15. This Agreement shall be governed by and construed in accordance with the laws of the Commonwealth of Massachusetts, without regard to the
conflicts of laws principles thereof. 

  
 -6- 

 Exhibit 10.13 

ACKNOWLEDGMENT 

Employee, in connection with his execution of this Agreement, acknowledges the following: 

1. that he is waiving rights or claims arising under the Age Discrimination in Employment Act, including (without limitation) any claims of
discrimination or harassment on the basis of age; 
 2. that he has been advised by the Company to consult with an attorney prior to
executing this Agreement; 
 3. that he has had a period of up to 21 days in which to consider this Agreement; 

4. that for a period of 7 days following execution of this Agreement, he may revoke the Agreement, and that the Agreement shall not become
effective or enforceable until the 7-day revocation period has expired. To be effective, such notice of rescission must be postmarked and sent by certified mail, return receipt requested, or delivered within the seven-day period to Akebia
Therapeutics, Inc., Attention: General Counsel, 245 First Street, Suite 1000, Cambridge, MA 02142. 

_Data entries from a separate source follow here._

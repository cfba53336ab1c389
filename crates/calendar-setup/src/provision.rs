use std::fmt;

use calendar_db::schema::{STATEMENTS, SchemaStatement};
use calendar_db::{EventStore, StoreError};
use tracing::{info, warn};

/// Result of one schema statement.
#[derive(Debug)]
pub struct StatementOutcome {
    pub description: &'static str,
    pub result: Result<(), StoreError>,
}

#[derive(Debug, Default)]
pub struct ProvisionReport {
    pub outcomes: Vec<StatementOutcome>,
}

impl ProvisionReport {
    pub fn total(&self) -> usize {
        self.outcomes.len()
    }

    pub fn succeeded(&self) -> usize {
        self.outcomes.iter().filter(|o| o.result.is_ok()).count()
    }

    pub fn is_complete(&self) -> bool {
        self.succeeded() == self.total()
    }

    pub fn failures(&self) -> impl Iterator<Item = &StatementOutcome> {
        self.outcomes.iter().filter(|o| o.result.is_err())
    }
}

impl fmt::Display for ProvisionReport {
    fn fmt(&self, f: &mut fmt::Formatter<'_>) -> fmt::Result {
        write!(f, "{}/{} schema statements succeeded", self.succeeded(), self.total())
    }
}

/// Applies the full schema catalogue.
pub async fn provision<S: EventStore>(store: &S) -> ProvisionReport {
    apply(store, &STATEMENTS).await
}

/// Runs each statement once, in order. A failure is recorded and the next
/// statement is still attempted.
pub async fn apply<S: EventStore>(store: &S, statements: &[SchemaStatement]) -> ProvisionReport {
    let mut report = ProvisionReport::default();

    for statement in statements {
        let result = store.execute_sql(statement.sql).await;
        match &result {
            Ok(()) => info!(step = statement.description, "Schema statement applied"),
            Err(e) => warn!(
                step = statement.description,
                kind = ?e.kind(),
                error = %e,
                "Schema statement failed"
            ),
        }
        report.outcomes.push(StatementOutcome {
            description: statement.description,
            result,
        });
    }

    info!("{}", report);
    report
}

 NOT VALID IF SIGNED BEFORE FEBRUARY 7, 2014 

 

							
	 Date:
	 	 2/7/2014
	 		 	William Daly
				
		 		 		 	/s/ William Daly

  

							
		 		 		 	Akebia Therapeutics, Inc.
				
	 Date:
	 	 February 7, 2014
	 		 	/s/ John P. Butler
		 		 		 	John P. Butler
		 		 		 	President and Chief Executive Officer

 RECEIPT OF SEPARATION AGREEMENT 

I acknowledge that I received today a copy of the Separation Agreement (“Agreement”). I have been advised of the following: 

1. I have the opportunity to discuss with a representative of Akebia Therapeutics, Inc. any questions or concerns I may have
over the terms or language of the Agreement. 
 2. I have been advised to see an attorney of my choosing to review the
Agreement. 
 3. I should not sign the Agreement unless I fully understand its terms and enter into the Agreement of my own
free will. 
 4. No other promises have been made to me beyond the terms of the Agreement. 

 

					
	 Date:
	 	 2/7/2014
	 	/s/ William Daly
		 		 	William Daly

 (Signature only acknowledges receipt of this entire agreement.)